Monday, June 30, 2008

Thinking the Unthinkable



Bryan Caplan has the knack to think where no one dared to think before - he can think the unthinkable. I knew only one other person who could do it: Edward Teller. The New York Times article on humanity's falling fertility is resonating strongly along the corridors of the blogosphere and Bryan brought up a scenario no one before has explored seriously: What if fertility falls to ... nothing? It appears that even the pessimistic projections of international organizations are in fact... optimistic. Let me quote him:

Now notice: The most obvious projection - one in which the decline in CD purchases (Caplanspeak for babies) continues - is conspicuously absent! And at least for CDs, isn't that the most reasonable projection? CD sales per person will fall to near-zero, and the world stock of CDs will slowly do the same.

Are people like CDs? At least for the near-term, there's every reason to think so. If fertility has been declining for decades, it's strange to assume that fertility coincidentally bottom out yesterday. So Constant-Fertility Projections are actually probably on the high side.

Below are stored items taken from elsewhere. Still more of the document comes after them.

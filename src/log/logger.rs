//! Writes a `.ekl` log file: header and slave-info/PDO-detail sections up front, then a steady
//! stream of data records as the caller feeds it freshly observed samples (spec §4.10 `Logger`).
//!
//! `Logger` itself performs no I/O scheduling — it is a thin, synchronous sink. Whatever drives
//! the realtime loop (here, the public [`crate::reader::Reader`] facade) decides when to call
//! [`Logger::log_process_image`]/[`Logger::log_register`]/[`Logger::log_coe_sample`]/
//! [`Logger::log_error`], the same split `rtfuncs.hpp` makes between the pure per-cycle step and
//! the thread that calls it.

use std::io::{Seek, SeekFrom, Write};

use crate::bus_info::BusInfo;
use crate::data_object::{AbstractDataPoint, CoEObject};
use crate::error::{ErrorMessage, LogError};
use crate::log::codec::{
    self, pack_float, pack_unsigned, write_coe_sample_record, write_error_record, write_header,
    write_pdo_details, write_process_image_record, write_register_record, write_slave_info, Header,
    HEADER_LEN,
};
use crate::register::RegisterAddress;
use crate::slave_info::SlaveInfo;
use crate::time::TimeStamp;

/// A running count of how many records of each kind have been written, reported back to the
/// caller after [`Logger::finish`] so a progress indicator can show something more meaningful than
/// "still writing".
#[derive(Debug, Clone, Copy, Default, PartialEq, Eq)]
pub struct LogStats {
    pub process_images: u64,
    pub register_samples: u64,
    pub coe_samples: u64,
    pub errors: u64,
}

/// Writes one `.ekl` log file. Constructed once enumeration has finished (so the slave-info and
/// PDO-detail sections can be written up front), then fed records for the lifetime of the logging
/// session.
pub struct Logger<W: Write + Seek> {
    writer: W,
    io_map_used_size: usize,
    start_time: TimeStamp,
    stats: LogStats,
}

impl<W: Write + Seek> Logger<W> {
    /// Write the header (with placeholder offsets), the slave-info section and the PDO-detail
    /// section, then patch the header with the real offsets now that they're known. `writer` is
    /// left positioned at the start of the data section, ready for [`Self::log_process_image`] and
    /// friends.
    pub fn new(mut writer: W, slaves: &[SlaveInfo], bus_info: &BusInfo) -> Result<Self, LogError> {
        writer.write_all(&[0u8; HEADER_LEN])?;

        for slave in slaves {
            write_slave_info(&mut writer, slave)?;
        }

        let pdo_desc_offset = writer.stream_position()?;

        for slave in slaves {
            let details: Vec<_> = slave
                .pdos
                .iter()
                .filter_map(|pdo| bus_info.pdo_offsets.get(pdo).map(|range| (*pdo, *range)))
                .collect();
            write_pdo_details(&mut writer, slave.id, &details)?;
        }

        let data_offset = writer.stream_position()?;

        let header = Header {
            pdo_desc_offset,
            data_offset,
            io_map_used_size: bus_info.io_map_used_size as u64,
            start_time_ns: bus_info.start_time.as_nanos(),
        };

        writer.seek(SeekFrom::Start(0))?;
        write_header(&mut writer, &header)?;
        writer.seek(SeekFrom::Start(data_offset))?;

        Ok(Self {
            writer,
            io_map_used_size: bus_info.io_map_used_size,
            start_time: bus_info.start_time,
            stats: LogStats::default(),
        })
    }

    /// The timestamp this log file considers time zero; records at or after this are within the
    /// logging window (spec §4.10 "startTime filtering").
    pub fn start_time(&self) -> TimeStamp {
        self.start_time
    }

    fn within_window(&self, time: TimeStamp) -> bool {
        time >= self.start_time
    }

    /// Record one cycle's process image, truncated/padded to the size fixed at construction.
    pub fn log_process_image(&mut self, time: TimeStamp, image: &[u8]) -> Result<(), LogError> {
        if !self.within_window(time) {
            return Ok(());
        }

        let mut padded = vec![0u8; self.io_map_used_size];
        let len = image.len().min(self.io_map_used_size);
        padded[..len].copy_from_slice(&image[..len]);

        write_process_image_record(&mut self.writer, time.as_nanos(), &padded)?;
        self.stats.process_images += 1;
        Ok(())
    }

    /// Record one register sample (spec §4.10 "register series are written every cycle they
    /// change", modelled here as every call the caller chooses to make).
    pub fn log_register(&mut self, time: TimeStamp, register: RegisterAddress, slave: u32, value: u64) -> Result<(), LogError> {
        if !self.within_window(time) {
            return Ok(());
        }

        let bytes = pack_unsigned(value, crate::data_types::EtherCATDataType::Unsigned((register.byte_len() * 8) as u8));
        write_register_record(&mut self.writer, time.as_nanos(), register, slave as u16, &bytes)?;
        self.stats.register_samples += 1;
        Ok(())
    }

    /// Record a CoE sample. CoE reads are rare and expensive, so unlike register series these are
    /// written with priority: callers are expected to flush a queued CoE update before anything
    /// else in the same cycle (spec §4.10 "CoE writes get priority over PDO/process image writes").
    pub fn log_coe_sample(&mut self, time: TimeStamp, object: CoEObject, point: AbstractDataPoint) -> Result<(), LogError> {
        if !self.within_window(time) {
            return Ok(());
        }

        let value = match point {
            AbstractDataPoint::Unsigned { value, data_type, .. } => pack_unsigned(value, data_type),
            AbstractDataPoint::Float { value, .. } => pack_float(value),
        };

        write_coe_sample_record(&mut self.writer, time.as_nanos(), object.slave as u16, object.index, object.sub_index, &value)?;
        self.stats.coe_samples += 1;
        Ok(())
    }

    /// Record a diagnostic message. Written best-effort: a failure here is not allowed to abort
    /// the logging session (spec §4.10 "error messages are logged best-effort").
    pub fn log_error(&mut self, time: TimeStamp, message: &ErrorMessage) {
        if !self.within_window(time) {
            return;
        }

        let (slave1, slave2) = message.associated_slaves();
        let severity = match message.severity() {
            crate::error::ErrorSeverity::Low => 0,
            crate::error::ErrorSeverity::Medium => 1,
            crate::error::ErrorSeverity::Fatal => 2,
        };

        let result = write_error_record(
            &mut self.writer,
            time.as_nanos(),
            slave1.map(|s| s as u16),
            slave2.map(|s| s as u16),
            severity,
            message.message(),
        );

        if result.is_ok() {
            self.stats.errors += 1;
        }
    }

    /// Flush buffered writes and return the stats accumulated so far. `stopLog()` (spec §4.10)
    /// translates to calling this once the caller has drained any queued CoE updates into
    /// [`Self::log_coe_sample`].
    pub fn finish(mut self) -> Result<LogStats, LogError> {
        self.writer.flush()?;
        Ok(self.stats)
    }
}
//! Append-only, time-indexed history with skip-indexing and bounded eviction; single-writer,
//! many-reader (spec §4.1 `SearchList<T>`).
//!
//! Nodes are chained `Arc`s, newest (head) to oldest (tail). Readers walk `next` links through an
//! `Arc` they already hold, so a concurrent `append` or `remove_oldest` can never invalidate a
//! cursor mid-walk: `append` only ever publishes a new head or pushes into the existing head's
//! sample buffer, and `remove_oldest` only ever unlinks from the tail, skipping any node a live
//! [`View`] still references (spec §3 "Eviction is cooperative").

use std::sync::atomic::{AtomicUsize, Ordering};
use std::sync::{Arc, Mutex};

use crate::time::{TimeSeries, TimeStamp};

/// Samples packed per node, chosen for cache locality over per-sample allocation.
const NODE_CAPACITY: usize = 32;

/// Skip-pointer stride: the back-pointer distance doubles every `STRIDE` nodes.
const STRIDE: usize = 4;

struct Node<T> {
    /// Sequential node index since list creation (0 = first node ever created), used to compute
    /// the skip distance.
    ord: usize,
    /// The only field ever mutated after creation: new samples are pushed here only while this
    /// node remains the head.
    values: Mutex<Vec<(T, TimeStamp)>>,
    /// The timestamp of this node's first sample, fixed at creation; used for skip comparisons.
    time: TimeStamp,
    /// The node directly behind this one (older). `None` at the tail.
    next: Option<Arc<Node<T>>>,
    /// A node `skip_delta` hops further back, or `None` near the tail.
    skip: Option<Arc<Node<T>>>,
}

impl<T> Node<T> {
    fn approx_size(&self) -> usize {
        let values = self.values.lock().expect("search list node mutex poisoned");
        std::mem::size_of::<Self>() + values.capacity() * std::mem::size_of::<(T, TimeStamp)>()
    }
}

fn skip_delta(ord: usize) -> usize {
    if ord < STRIDE {
        0
    } else {
        1usize << (ord / STRIDE).ilog2()
    }
}

/// A read cursor into a [`SearchList`], positioned at the first sample `>= series.start_time` and
/// advancing forward (toward the head, i.e. newer samples) only (spec §4.1 `getView`).
pub struct View<T> {
    /// The node the cursor is currently positioned at; keeping it alive here is what guarantees
    /// `remove_oldest` can't free it or anything newer out from under the cursor.
    current: Option<Arc<Node<T>>>,
    index_in_node: usize,
    series: TimeSeries,
    last_yielded: Option<TimeStamp>,
}

impl<T: Clone> View<T> {
    /// Whether this view has no samples to yield at all (the list was empty when the view was
    /// created).
    pub fn is_empty(&self) -> bool {
        self.current.is_none()
    }

    /// Return the next sample that satisfies `series.start_time`/`series.micro_step`, if any is
    /// currently available.
    pub fn next(&mut self) -> Option<(T, TimeStamp)> {
        loop {
            let node = self.current.clone()?;
            let values = node.values.lock().expect("search list node mutex poisoned");

            if self.index_in_node >= values.len() {
                drop(values);
                self.current = node.next.clone();
                self.index_in_node = 0;

                if self.current.is_none() {
                    return None;
                }

                continue;
            }

            let (value, time) = values[self.index_in_node].clone();
            drop(values);
            self.index_in_node += 1;

            if time < self.series.start_time {
                continue;
            }

            if let Some(last) = self.last_yielded {
                if time < last.saturating_add(self.series.micro_step) {
                    continue;
                }
            }

            self.last_yielded = Some(time);

            return Some((value, time));
        }
    }
}

/// Append-only time-series history: single writer, many concurrent readers (spec §4.1).
pub struct SearchList<T> {
    head: Mutex<Option<Arc<Node<T>>>>,
    tail: Mutex<Option<Arc<Node<T>>>>,
    node_count: AtomicUsize,
}

impl<T> Default for SearchList<T> {
    fn default() -> Self {
        Self::new()
    }
}

impl<T: Clone> SearchList<T> {
    /// Create an empty list.
    pub fn new() -> Self {
        Self {
            head: Mutex::new(None),
            tail: Mutex::new(None),
            node_count: AtomicUsize::new(0),
        }
    }

    /// Append a sample. `time` must be `>=` the last appended time; violating this is a caller
    /// bug, not a recoverable error (spec §4.1 "Failure: appending out-of-order times is undefined
    /// behaviour").
    pub fn append(&self, value: T, time: TimeStamp) {
        let mut head_guard = self.head.lock().expect("search list head mutex poisoned");

        if let Some(head) = head_guard.as_ref() {
            let mut values = head.values.lock().expect("search list node mutex poisoned");

            if values.len() < NODE_CAPACITY {
                values.push((value, time));
                return;
            }
        }

        let ord = self.node_count.fetch_add(1, Ordering::AcqRel);
        let delta = skip_delta(ord);

        let skip = if delta == 0 {
            None
        } else {
            let mut cursor = head_guard.clone();
            for _ in 0..delta.saturating_sub(1) {
                cursor = cursor.and_then(|node| node.next.clone());
            }
            cursor
        };

        let new_node = Arc::new(Node {
            ord,
            values: Mutex::new(vec![(value, time)]),
            time,
            next: head_guard.clone(),
            skip,
        });

        if head_guard.is_none() {
            *self.tail.lock().expect("search list tail mutex poisoned") = Some(new_node.clone());
        }

        *head_guard = Some(new_node);
    }

    /// A lazy cursor positioned at the first sample `>= series.start_time` (spec §4.1 `getView`).
    pub fn get_view(&self, series: TimeSeries) -> View<T> {
        let head = self.head.lock().expect("search list head mutex poisoned").clone();

        let Some(head) = head else {
            return View {
                current: None,
                index_in_node: 0,
                series,
                last_yielded: None,
            };
        };

        // Walk from the head backward (toward the tail) using skip links while the target is
        // still further back, then finish with a linear walk to land exactly on the node whose
        // range covers `start_time`.
        let mut cursor = head;

        loop {
            if cursor.time <= series.start_time {
                break;
            }

            let stepped = match &cursor.skip {
                Some(skip) if skip.time > series.start_time => Some(skip.clone()),
                _ => cursor.next.clone(),
            };

            match stepped {
                Some(next) => cursor = next,
                None => break,
            }
        }

        // `cursor` now has `cursor.time <= start_time` or is the tail; if its node's earliest
        // sample is still after start_time (tail case, all data is newer than requested start),
        // index_in_node stays 0 and every sample in it qualifies.
        let values = cursor.values.lock().expect("search list node mutex poisoned");
        let index_in_node = values.partition_point(|(_, t)| *t < series.start_time);
        drop(values);

        View {
            current: Some(cursor),
            index_in_node,
            series,
            last_yielded: None,
        }
    }

    /// Free tail nodes totalling at most `max_bytes`, skipping (and stopping at) any node a live
    /// [`View`] still holds a reference to. Returns bytes freed.
    pub fn remove_oldest(&self, max_bytes: usize) -> usize {
        let mut tail_guard = self.tail.lock().expect("search list tail mutex poisoned");
        let mut freed = 0;

        loop {
            let Some(candidate) = tail_guard.clone() else { break };

            // Baseline strong count is always 3: `tail_guard`'s own slot, our local `candidate`
            // clone, and one structural predecessor reference — either `self.head`'s slot, if this
            // node is also the head (a single-node list), or the node ahead of it, which keeps this
            // node alive via its own `next` field (set in `append`) otherwise. Any higher count
            // means a live `View` holds it too.
            let expected_refs = 3;

            if Arc::strong_count(&candidate) > expected_refs {
                break;
            }

            let size = candidate.approx_size();
            if freed > 0 && freed + size > max_bytes {
                break;
            }
            if freed == 0 && size > max_bytes {
                break;
            }

            match candidate.next.clone() {
                Some(next_node) => *tail_guard = Some(next_node),
                None => {
                    *tail_guard = None;
                    *self.head.lock().expect("search list head mutex poisoned") = None;
                }
            }

            freed += size;
        }

        freed
    }
}

#[cfg(test)]
mod tests {
    use super::*;

    fn ts(n: u64) -> TimeStamp {
        TimeStamp::from_nanos(n)
    }

    #[test]
    fn append_then_view_yields_in_order() {
        let list: SearchList<u32> = SearchList::new();

        for i in 0..10u32 {
            list.append(i, ts(u64::from(i) * 10));
        }

        let mut view = list.get_view(TimeSeries::every_sample(ts(0)));
        let mut collected = Vec::new();

        while let Some((value, _)) = view.next() {
            collected.push(value);
        }

        assert_eq!(collected, (0..10).collect::<Vec<_>>());
    }

    #[test]
    fn view_respects_start_time() {
        let list: SearchList<u32> = SearchList::new();

        for i in 0..10u32 {
            list.append(i, ts(u64::from(i) * 10));
        }

        let mut view = list.get_view(TimeSeries::every_sample(ts(55)));
        let mut collected = Vec::new();

        while let Some((value, time)) = view.next() {
            collected.push(value);
            assert!(time >= ts(55));
        }

        assert_eq!(collected, vec![6, 7, 8, 9]);
    }

    #[test]
    fn view_respects_micro_step() {
        use crate::time::TimeStep;

        let list: SearchList<u32> = SearchList::new();

        for i in 0..10u32 {
            list.append(i, ts(u64::from(i) * 10));
        }

        let mut view = list.get_view(TimeSeries {
            start_time: ts(0),
            micro_step: TimeStep::from_nanos(25),
        });

        let mut times = Vec::new();
        while let Some((_, time)) = view.next() {
            times.push(time);
        }

        for pair in times.windows(2) {
            assert!(pair[1].as_nanos() >= pair[0].as_nanos() + 25);
        }
    }

    #[test]
    fn empty_list_view_is_empty() {
        let list: SearchList<u32> = SearchList::new();
        let view = list.get_view(TimeSeries::every_sample(ts(0)));

        assert!(view.is_empty());
    }

    #[test]
    fn large_history_spanning_many_nodes_still_orders_correctly() {
        let list: SearchList<u32> = SearchList::new();

        for i in 0..(NODE_CAPACITY as u32 * 5) {
            list.append(i, ts(u64::from(i)));
        }

        let mut view = list.get_view(TimeSeries::every_sample(ts(u64::from(NODE_CAPACITY as u32 * 3))));
        let mut collected = Vec::new();

        while let Some((value, _)) = view.next() {
            collected.push(value);
        }

        assert_eq!(collected, (NODE_CAPACITY as u32 * 3..NODE_CAPACITY as u32 * 5).collect::<Vec<_>>());
    }

    #[test]
    fn remove_oldest_does_not_free_nodes_held_by_a_live_view() {
        let list: SearchList<u32> = SearchList::new();

        for i in 0..(NODE_CAPACITY as u32 * 3) {
            list.append(i, ts(u64::from(i)));
        }

        let mut view = list.get_view(TimeSeries::every_sample(ts(0)));
        assert!(view.next().is_some());

        let freed_with_live_view = list.remove_oldest(usize::MAX);
        assert_eq!(freed_with_live_view, 0);

        while view.next().is_some() {}
        drop(view);

        let freed_after_drop = list.remove_oldest(usize::MAX);
        assert!(freed_after_drop > 0);
    }
}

In the longer-run, though, evolution will almost surely save us (J says: Note the royal "us". Caplan believes he is surely among the saved. But few assimilated Jews will be. Sorry.) If the average woman has one child, population size shrinks by 50% per generation. But if 10% of women have three kids, and if family size (like virtually every trait) is partly heritable, the proportion of the population that wants 3 kids will exceed 50% in a few generations. In a century or two the desolate villages of Italy will be reclaimed by the descendants of those of us who think that life is a chain worth continuing.
The illustration shows the San Francisco Corps of Ballet representing the explosion of Trinity.

2 comments:

Anonymous said...

If family size is heritable, why did our grandmothers and grandfathers all have 12 brothers and sisters but we only have 1 or 2 children? I would say that family size, which is linked to social and economic conditions, is one of the LEAST inheritable traits I could think of.

J. said...

Some of the grandchilden of our grandmothers and grandfathers have 12 children. Not all of us have been infected by barrenness, which is a contagious disease. So I think.